What to do ->
Lines from the beginning of the data below through the one containing "no entry yet." are to be printed exactly as they appear.

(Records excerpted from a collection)

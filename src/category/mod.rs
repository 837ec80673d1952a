//! Category id → display label mapping.
//!
//! The formatter grows the mapping as it meets new category ids: an id
//! with no entry yet takes the first label seen for it. The mapping is
//! passed to the formatter by value and handed back in its outcome.

use std::collections::BTreeMap;
use std::fs;
use std::path::Path;

use serde::{Deserialize, Serialize};

use crate::error::SftError;

/// VisDrone2019-DET category names, indexed by category id.
pub const VISDRONE_CATEGORIES: [&str; 12] = [
    "pedestrian",
    "person",
    "bicycle",
    "car",
    "van",
    "truck",
    "tricycle",
    "awning_tricycle",
    "bus",
    "motorcycle",
    "others",
    "ignored",
];

/// Ordered mapping from category id to label.
#[derive(Clone, Debug, Default, PartialEq, Eq, Serialize, Deserialize)]
#[serde(transparent)]
pub struct CategoryMapping(BTreeMap<i64, String>);

impl CategoryMapping {
    /// An empty mapping.
    pub fn new() -> Self {
        Self::default()
    }

    /// The 12-entry VisDrone2019-DET table.
    pub fn visdrone() -> Self {
        VISDRONE_CATEGORIES
            .iter()
            .enumerate()
            .map(|(id, name)| (id as i64, name.to_string()))
            .collect()
    }

    /// Returns the label for `category_id`, inserting `fallback` first if the
    /// id has no entry yet.
    pub fn resolve(&mut self, category_id: i64, fallback: &str) -> &str {
        self.0
            .entry(category_id)
            .or_insert_with(|| fallback.to_string())
    }

    pub fn get(&self, category_id: i64) -> Option<&str> {
        self.0.get(&category_id).map(String::as_str)
    }

    /// Inserts or replaces a label, returning the previous one.
    pub fn insert(&mut self, category_id: i64, label: impl Into<String>) -> Option<String> {
        self.0.insert(category_id, label.into())
    }

    /// Overlay `other` on top of this mapping; entries in `other` win.
    pub fn extend_from(&mut self, other: CategoryMapping) {
        self.0.extend(other.0);
    }

    pub fn len(&self) -> usize {
        self.0.len()
    }

    pub fn is_empty(&self) -> bool {
        self.0.is_empty()
    }

    /// Entries in ascending id order.
    pub fn iter(&self) -> impl Iterator<Item = (i64, &str)> {
        self.0.iter().map(|(id, label)| (*id, label.as_str()))
    }
}

impl FromIterator<(i64, String)> for CategoryMapping {
    fn from_iter<I: IntoIterator<Item = (i64, String)>>(iter: I) -> Self {
        Self(iter.into_iter().collect())
    }
}

/// Starting table for a formatting run.
#[derive(Clone, Copy, Debug, Default, PartialEq, Eq, clap::ValueEnum)]
pub enum CategoryPreset {
    /// VisDrone2019-DET names.
    #[default]
    Visdrone,
    /// No names; every id keeps its parsed `class_<id>` label.
    None,
}

impl CategoryPreset {
    pub fn mapping(self) -> CategoryMapping {
        match self {
            CategoryPreset::Visdrone => CategoryMapping::visdrone(),
            CategoryPreset::None => CategoryMapping::new(),
        }
    }
}

/// Read a mapping file.
///
/// `.json` files hold an object keyed by id strings (`{"3": "car"}`);
/// `.yaml`/`.yml` files hold a mapping with integer keys (`3: car`).
pub fn read_category_mapping(path: &Path) -> Result<CategoryMapping, SftError> {
    let ext = path
        .extension()
        .and_then(|ext| ext.to_str())
        .map(str::to_ascii_lowercase);

    match ext.as_deref() {
        Some("json") => {
            let data = fs::read_to_string(path).map_err(SftError::Io)?;
            serde_json::from_str(&data).map_err(|source| SftError::CategoryMapJsonParse {
                path: path.to_path_buf(),
                source,
            })
        }
        Some("yaml") | Some("yml") => {
            let data = fs::read_to_string(path).map_err(SftError::Io)?;
            serde_yaml::from_str(&data).map_err(|source| SftError::CategoryMapYamlParse {
                path: path.to_path_buf(),
                source,
            })
        }
        _ => Err(SftError::UnsupportedFormat(format!(
            "category mapping file '{}' (supported extensions: json, yaml, yml)",
            path.display()
        ))),
    }
}
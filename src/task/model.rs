//! Detection task model shared by the parser and the SFT formatter.
//!
//! The parser always produces fully-populated detections. Task files can
//! also come from elsewhere, so every field is read leniently: a missing or
//! malformed value falls back to a default instead of failing the file.
//! Whether a task or detection is usable is decided by the formatter.

use serde::{Deserialize, Serialize};

use super::coord::Coord;
use super::ids::ImageId;
use super::lenient;

/// Label used when a detection carries no label of its own.
pub const UNKNOWN_LABEL: &str = "unknown";

/// Category id used when a detection carries no category of its own.
pub const UNKNOWN_CATEGORY_ID: i64 = -1;

/// One bounding box annotation for one object instance.
#[derive(Clone, Debug, PartialEq, Serialize, Deserialize)]
pub struct Detection {
    #[serde(default, deserialize_with = "lenient::coord")]
    pub x1: Option<Coord>,
    #[serde(default, deserialize_with = "lenient::coord")]
    pub y1: Option<Coord>,
    #[serde(default, deserialize_with = "lenient::coord")]
    pub x2: Option<Coord>,
    #[serde(default, deserialize_with = "lenient::coord")]
    pub y2: Option<Coord>,

    /// Label assigned at parse time (`class_<id>` for VisDrone input).
    #[serde(default = "default_label", deserialize_with = "lenient::label")]
    pub label: String,

    /// Numeric category identifier.
    #[serde(
        default = "default_category_id",
        deserialize_with = "lenient::category_id"
    )]
    pub category_id: i64,
}

fn default_label() -> String {
    UNKNOWN_LABEL.to_string()
}

fn default_category_id() -> i64 {
    UNKNOWN_CATEGORY_ID
}

impl Default for Detection {
    fn default() -> Self {
        Self {
            x1: None,
            y1: None,
            x2: None,
            y2: None,
            label: default_label(),
            category_id: default_category_id(),
        }
    }
}

impl Detection {
    /// Creates a detection with all four coordinates present.
    pub fn new(
        x1: f64,
        y1: f64,
        x2: f64,
        y2: f64,
        category_id: i64,
        label: impl Into<String>,
    ) -> Self {
        Self {
            x1: Some(x1.into()),
            y1: Some(y1.into()),
            x2: Some(x2.into()),
            y2: Some(y2.into()),
            label: label.into(),
            category_id,
        }
    }

    /// Returns `[x1, y1, x2, y2]` if every coordinate is present.
    pub fn coords(&self) -> Option<[Coord; 4]> {
        Some([self.x1?, self.y1?, self.x2?, self.y2?])
    }
}

/// The kind of task a record describes. Only detection exists today.
#[derive(Clone, Copy, Debug, Default, PartialEq, Eq, Serialize, Deserialize)]
#[serde(rename_all = "snake_case")]
pub enum TaskType {
    #[default]
    Detection,
}

/// One or more detections attached to a single image.
#[derive(Clone, Debug, Default, PartialEq, Serialize, Deserialize)]
pub struct DetectionTask {
    /// Identifier shared by all tasks of the same image.
    #[serde(default, deserialize_with = "lenient::image_id")]
    pub image_id: Option<ImageId>,

    /// Image filename, relative to the images directory. `None` when the
    /// task file has no usable name.
    #[serde(
        default,
        deserialize_with = "lenient::image_file",
        skip_serializing_if = "Option::is_none"
    )]
    pub image_file: Option<String>,

    #[serde(default, deserialize_with = "lenient::task_type")]
    pub task_type: TaskType,

    #[serde(default, deserialize_with = "lenient::items")]
    pub detections: Vec<Detection>,
}

impl DetectionTask {
    /// Creates a detection task for an image.
    pub fn new(
        image_id: impl Into<ImageId>,
        image_file: impl Into<String>,
        detections: Vec<Detection>,
    ) -> Self {
        Self {
            image_id: Some(image_id.into()),
            image_file: Some(image_file.into()),
            task_type: TaskType::Detection,
            detections,
        }
    }
}
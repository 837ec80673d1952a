use std::process::ExitCode;

fn main() -> ExitCode {
    env_logger::Builder::from_env(env_logger::Env::default().default_filter_or("info")).init();

    match visdrone_sft::run() {
        Ok(()) => ExitCode::SUCCESS,
        Err(err) => {
            eprintln!("Error: {}", err);
            ExitCode::FAILURE
        }
    }
}
//! Effects applied when the player arrives at a node.

use std::fmt;

use serde::{Deserialize, Serialize};

use crate::ids::ItemId;

/// The side effects a node applies on arrival.
#[derive(Debug, Clone, Default, PartialEq, Eq, Deserialize)]
#[serde(rename_all = "camelCase")]
pub struct ArrivalEffect {
    /// Item added to the inventory.
    #[serde(default)]
    pub add_item: Option<ItemId>,
    /// Hit points lost.
    #[serde(default)]
    pub take_damage: Option<u32>,
}

impl ArrivalEffect {
    /// An effect that gives the player an item.
    pub fn add_item(item: impl Into<ItemId>) -> Self {
        Self {
            add_item: Some(item.into()),
            take_damage: None,
        }
    }

    /// An effect that deals damage.
    pub fn take_damage(amount: u32) -> Self {
        Self {
            add_item: None,
            take_damage: Some(amount),
        }
    }

    /// Add damage to this effect.
    pub fn with_damage(mut self, amount: u32) -> Self {
        self.take_damage = Some(amount);
        self
    }

    /// The individual components, items first. Zero damage is not a
    /// component.
    pub fn components(&self) -> Vec<EffectComponent<'_>> {
        let mut out = Vec::with_capacity(2);
        if let Some(item) = &self.add_item {
            out.push(EffectComponent::AddItem(item));
        }
        if let Some(amount) = self.take_damage
            && amount > 0
        {
            out.push(EffectComponent::TakeDamage(amount));
        }
        out
    }

    /// Whether the effect does nothing.
    pub fn is_empty(&self) -> bool {
        self.components().is_empty()
    }
}

/// The kind of an effect component. Part of the key that records which
/// effects have already been applied.
#[derive(Debug, Clone, Copy, PartialEq, Eq, Hash, PartialOrd, Ord, Serialize, Deserialize)]
#[serde(rename_all = "snake_case")]
pub enum EffectKind {
    /// An item was added.
    AddItem,
    /// Damage was taken.
    TakeDamage,
}

impl fmt::Display for EffectKind {
    fn fmt(&self, f: &mut fmt::Formatter<'_>) -> fmt::Result {
        match self {
            Self::AddItem => write!(f, "add item"),
            Self::TakeDamage => write!(f, "take damage"),
        }
    }
}

/// One component of an [`ArrivalEffect`].
#[derive(Debug, Clone, Copy, PartialEq, Eq)]
pub enum EffectComponent<'a> {
    /// Add this item.
    AddItem(&'a ItemId),
    /// Lose this many hit points.
    TakeDamage(u32),
}

impl EffectComponent<'_> {
    /// The component's kind.
    pub fn kind(&self) -> EffectKind {
        match self {
            Self::AddItem(_) => EffectKind::AddItem,
            Self::TakeDamage(_) => EffectKind::TakeDamage,
        }
    }
}

impl fmt::Display for ArrivalEffect {
    fn fmt(&self, f: &mut fmt::Formatter<'_>) -> fmt::Result {
        let parts: Vec<String> = self
            .components()
            .iter()
            .map(|c| match c {
                EffectComponent::AddItem(item) => format!("+{item}"),
                EffectComponent::TakeDamage(n) => format!("-{n} HP"),
            })
            .collect();
        write!(f, "{}", parts.join(", "))
    }
}
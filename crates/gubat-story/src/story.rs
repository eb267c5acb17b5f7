use std::collections::{BTreeMap, BTreeSet, VecDeque};
use std::path::Path;

use crate::error::{StoryError, StoryIssue, StoryResult};
use crate::ids::NodeId;
use crate::node::StoryNode;

const BUNDLED_STORY: &str = include_str!("../assets/san_gubat.json");

/// The story graph. Owns every node; never mutated once loaded.
#[derive(Debug, Clone, Default)]
pub struct Story {
    nodes: BTreeMap<NodeId, StoryNode>,
}

impl Story {
    /// An empty story.
    pub fn new() -> Self {
        Self::default()
    }

    /// Parse a story from JSON: an object mapping node ids to nodes.
    ///
    /// This only checks the schema; call [`Story::validate`] to check edges.
    pub fn from_json(src: &str) -> StoryResult<Self> {
        let raw: BTreeMap<NodeId, StoryNode> = serde_json::from_str(src)?;
        let nodes = raw
            .into_iter()
            .map(|(id, mut node)| {
                node.id = id.clone();
                (id, node)
            })
            .collect();
        Ok(Self { nodes })
    }

    /// Read and parse a story file.
    pub fn load(path: &Path) -> StoryResult<Self> {
        let src = std::fs::read_to_string(path).map_err(|source| StoryError::Io {
            path: path.to_path_buf(),
            source,
        })?;
        Self::from_json(&src)
    }

    /// The story shipped with the game.
    pub fn bundled() -> StoryResult<Self> {
        Self::from_json(BUNDLED_STORY)
    }

    /// Add a node. Fails if a node with the same id exists.
    pub fn add_node(&mut self, node: StoryNode) -> StoryResult<()> {
        if self.nodes.contains_key(&node.id) {
            return Err(StoryError::DuplicateNode(node.id));
        }
        self.nodes.insert(node.id.clone(), node);
        Ok(())
    }

    /// Builder form of [`Story::add_node`].
    pub fn with_node(mut self, node: StoryNode) -> StoryResult<Self> {
        self.add_node(node)?;
        Ok(self)
    }

    /// Look up a node.
    pub fn node(&self, id: &NodeId) -> Option<&StoryNode> {
        self.nodes.get(id)
    }

    /// Whether a node exists.
    pub fn contains(&self, id: &NodeId) -> bool {
        self.nodes.contains_key(id)
    }

    /// All nodes, ordered by id.
    pub fn nodes(&self) -> impl Iterator<Item = &StoryNode> {
        self.nodes.values()
    }

    /// Number of nodes.
    pub fn len(&self) -> usize {
        self.nodes.len()
    }

    /// Whether the story has no nodes.
    pub fn is_empty(&self) -> bool {
        self.nodes.is_empty()
    }

    /// Ending nodes.
    pub fn endings(&self) -> impl Iterator<Item = &StoryNode> {
        self.nodes.values().filter(|n| n.is_ending)
    }

    /// Total number of choices across all nodes.
    pub fn choice_count(&self) -> usize {
        self.nodes.values().map(|n| n.choices.len()).sum()
    }

    /// Collect every structural problem in the graph.
    ///
    /// `start` and `game_over` must exist, and the game-over node must be an
    /// ending. Every choice must lead to a defined node. Non-ending nodes need
    /// at least one choice and ending nodes must have none.
    pub fn issues(&self, start: &NodeId, game_over: &NodeId) -> Vec<StoryIssue> {
        let mut issues = Vec::new();

        for required in [start, game_over] {
            if !self.contains(required) {
                issues.push(StoryIssue::MissingNode(required.clone()));
            }
        }
        if let Some(node) = self.node(game_over)
            && !node.is_ending
        {
            issues.push(StoryIssue::GameOverNotEnding(game_over.clone()));
        }

        for node in self.nodes.values() {
            if node.is_ending && !node.choices.is_empty() {
                issues.push(StoryIssue::EndingWithChoices(node.id.clone()));
            }
            if !node.is_ending && node.choices.is_empty() {
                issues.push(StoryIssue::DeadEnd(node.id.clone()));
            }
            for (index, choice) in node.choices.iter().enumerate() {
                if !self.contains(&choice.to) {
                    issues.push(StoryIssue::DanglingChoice {
                        node: node.id.clone(),
                        index,
                        target: choice.to.clone(),
                    });
                }
            }
        }

        issues
    }

    /// Validate the graph, returning every issue at once.
    pub fn validate(&self, start: &NodeId, game_over: &NodeId) -> StoryResult<()> {
        let issues = self.issues(start, game_over);
        if issues.is_empty() {
            Ok(())
        } else {
            Err(StoryError::Invalid { issues })
        }
    }

    /// Node ids reachable from `start` by following choices, ignoring gates.
    pub fn reachable_from(&self, start: &NodeId) -> BTreeSet<&NodeId> {
        let mut seen = BTreeSet::new();
        let mut queue = VecDeque::new();
        if let Some((id, _)) = self.nodes.get_key_value(start) {
            seen.insert(id);
            queue.push_back(id);
        }
        while let Some(id) = queue.pop_front() {
            let Some(node) = self.nodes.get(id) else {
                continue;
            };
            for choice in &node.choices {
                if let Some((target, _)) = self.nodes.get_key_value(&choice.to)
                    && seen.insert(target)
                {
                    queue.push_back(target);
                }
            }
        }
        seen
    }

    /// Nodes that cannot be reached from `start`, other than `also_live`
    /// (the game-over node is entered without a choice).
    pub fn unreachable_from(&self, start: &NodeId, also_live: &NodeId) -> Vec<&NodeId> {
        let reachable = self.reachable_from(start);
        self.nodes
            .keys()
            .filter(|id| !reachable.contains(id) && *id != also_live)
            .collect()
    }
}

#[cfg(test)]
mod tests {
    use super::*;
    use crate::choice::Choice;
    use crate::effect::ArrivalEffect;

    fn small_story() -> Story {
        Story::new()
            .with_node(
                StoryNode::new("start", "You wake.")
                    .with_choice(Choice::new("Get up", "kitchen")),
            )
            .unwrap()
            .with_node(
                StoryNode::new("kitchen", "Salt on the shelf.")
                    .with_on_arrive(ArrivalEffect::add_item("Asin"))
                    .with_choice(Choice::new("Leave", "end")),
            )
            .unwrap()
            .with_node(StoryNode::new("end", "You become a legend.").ending())
            .unwrap()
            .with_node(StoryNode::new("gameOver_hp", "GAME OVER.").ending())
            .unwrap()
    }

    #[test]
    fn duplicate_node_rejected() {
        let mut story = small_story();
        let result = story.add_node(StoryNode::new("start", "again"));
        assert!(matches!(result, Err(StoryError::DuplicateNode(id)) if id == "start"));
    }

    #[test]
    fn valid_story_passes() {
        let story = small_story();
        assert!(story.validate(&"start".into(), &"gameOver_hp".into()).is_ok());
        assert_eq!(story.len(), 4);
        assert_eq!(story.endings().count(), 2);
        assert_eq!(story.choice_count(), 2);
    }

    #[test]
    fn dangling_choice_reported() {
        let story = small_story()
            .with_node(
                StoryNode::new("cellar", "Dark.").with_choice(Choice::new("Descend", "abyss")),
            )
            .unwrap();
        let issues = story.issues(&"start".into(), &"gameOver_hp".into());
        assert_eq!(
            issues,
            vec![StoryIssue::DanglingChoice {
                node: "cellar".into(),
                index: 0,
                target: "abyss".into(),
            }]
        );
    }

    #[test]
    fn missing_required_nodes_reported() {
        let story = Story::new()
            .with_node(StoryNode::new("only", "Alone.").ending())
            .unwrap();
        let err = story
            .validate(&"start".into(), &"gameOver_hp".into())
            .unwrap_err();
        match err {
            StoryError::Invalid { issues } => {
                assert!(issues.contains(&StoryIssue::MissingNode("start".into())));
                assert!(issues.contains(&StoryIssue::MissingNode("gameOver_hp".into())));
            }
            other => panic!("unexpected error: {other}"),
        }
    }

    #[test]
    fn dead_ends_and_bad_endings_reported() {
        let story = small_story()
            .with_node(StoryNode::new("pit", "Nothing here."))
            .unwrap()
            .with_node(
                StoryNode::new("fake_end", "The end?")
                    .with_choice(Choice::new("Continue", "start"))
                    .ending(),
            )
            .unwrap();
        let issues = story.issues(&"start".into(), &"gameOver_hp".into());
        assert!(issues.contains(&StoryIssue::DeadEnd("pit".into())));
        assert!(issues.contains(&StoryIssue::EndingWithChoices("fake_end".into())));
    }

    #[test]
    fn game_over_must_be_ending() {
        let story = Story::new()
            .with_node(StoryNode::new("start", "Go.").with_choice(Choice::new("Die", "dead")))
            .unwrap()
            .with_node(StoryNode::new("dead", "Dead.").with_choice(Choice::new("Again", "start")))
            .unwrap();
        let issues = story.issues(&"start".into(), &"dead".into());
        assert_eq!(issues, vec![StoryIssue::GameOverNotEnding("dead".into())]);
    }

    #[test]
    fn from_json_fills_ids() {
        let story = Story::from_json(
            r#"{
                "start": {"text": "Go.", "choices": [{"text": "On", "to": "end"}]},
                "end": {"text": "Done.", "isEnding": true}
            }"#,
        )
        .unwrap();
        assert_eq!(story.node(&"end".into()).unwrap().id, "end");
    }

    #[test]
    fn malformed_json_is_parse_error() {
        let err = Story::from_json(r#"{"start": {"choices": []}}"#).unwrap_err();
        assert!(matches!(err, StoryError::Parse(_)));
    }

    #[test]
    fn reachability() {
        let story = small_story()
            .with_node(StoryNode::new("orphan", "Nobody comes here.").ending())
            .unwrap();
        let start = NodeId::from("start");
        assert_eq!(story.reachable_from(&start).len(), 3);
        let unreachable = story.unreachable_from(&start, &"gameOver_hp".into());
        assert_eq!(unreachable, vec![&NodeId::from("orphan")]);
    }

    #[test]
    fn bundled_story_is_valid() {
        let story = Story::bundled().unwrap();
        story
            .validate(&"start".into(), &"gameOver_hp".into())
            .unwrap();
        let start = NodeId::from("start");
        assert!(story.unreachable_from(&start, &"gameOver_hp".into()).is_empty());
    }
}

Solution to this problem ->
filename src/category/mod.rs
repository 837ec80673d1952a
//! Category id → display label mapping.
//!
//! The formatter grows the mapping as it meets new category ids: an id
//! with no entry yet takes the first label seen for it. The mapping is
//! passed to the formatter by value and handed back in its outcome.

use std::collections::BTreeMap;
use std::fs;
use std::path::Path;

use serde::{Deserialize, Serialize};

use crate::error::SftError;

/// VisDrone2019-DET category names, indexed by category id.
pub const VISDRONE_CATEGORIES: [&str; 12] = [
    "pedestrian",
    "person",
    "bicycle",
    "car",
    "van",
    "truck",
    "tricycle",
    "awning_tricycle",
    "bus",
    "motorcycle",
    "others",
    "ignored",
];

/// Ordered mapping from category id to label.
#[derive(Clone, Debug, Default, PartialEq, Eq, Serialize, Deserialize)]
#[serde(transparent)]
pub struct CategoryMapping(BTreeMap<i64, String>);

impl CategoryMapping {
    /// An empty mapping.
    pub fn new() -> Self {
        Self::default()
    }

    /// The 12-entry VisDrone2019-DET table.
    pub fn visdrone() -> Self {
        VISDRONE_CATEGORIES
            .iter()
            .enumerate()
            .map(|(id, name)| (id as i64, name.to_string()))
            .collect()
    }

    /// Returns the label for `category_id`, inserting `fallback` first if the
    /// id has no entry yet.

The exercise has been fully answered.